Failing to reenter information on a field at the checkout because one mandatory field was left blank. When the shopper clicks the Checkout button, but has failed to fill in all the mandatory form fields, such as email address, shipping address, the page will error. Some shoppers will complain that your site is broken, when in fact it is there lack of attention to detail.

Custom Cart of Off the Shelf

Off the shelf shopping carts is where most developers start; and stop when the client is looking for a rock bottom price. Much can be done to improve usability. Why not hire a usability expert? I can reccomend one. Google “shopping cart useabilty” and you will find plenty of reading. Then call me and we’ll put a plan into action. How about a big red ERROR, and your telephone number for cart issues. All carts will have them, don’t ‘cha know?, or they wouldn’t need error messages!

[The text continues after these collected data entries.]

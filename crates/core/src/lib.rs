#![forbid(unsafe_code)]

pub mod flashcards;
pub mod model;
pub mod quiz;
pub mod time;

pub use time::Clock;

Many e-commerce checkouts are suffering from design problems which can be easily rectified. These include hidden charges, lack of clear delivery details, or poor usability. User registration, shipping costs that customers consider too high, or overlong checkout processes.

Flaky Prospects

Best DealSome carts are abandoned for reasons beyond the control of the retailer. Consider how some people will add items to their basket and reach the checkout when comparison shopping, with no intention of buying. Some carts are abondoned when customers go in search of a coupon code and never make it back; can’t find a code or simply lose there way on the internet shopping highway.

Auto Fill Flop House

Today’s browsers can and will auto fill in form fields. This can be problematic when it comes to shopping carts as they will even fill in credit card information. Additionally, if the software that auto-fills does not recognize a particular field, it won’t get filled in.

Are You Experienced

What level of experience a computer/internet user has, how a person connects to the internet, what quality computer a person is using, what browser they use (current or outdated), and the browsers/computers security configurations all play a vital role in a shopper having a successful checkout experience.


Bob Marley: “You can please some of the people some of the time, but you cannot please all of the people all of the time.”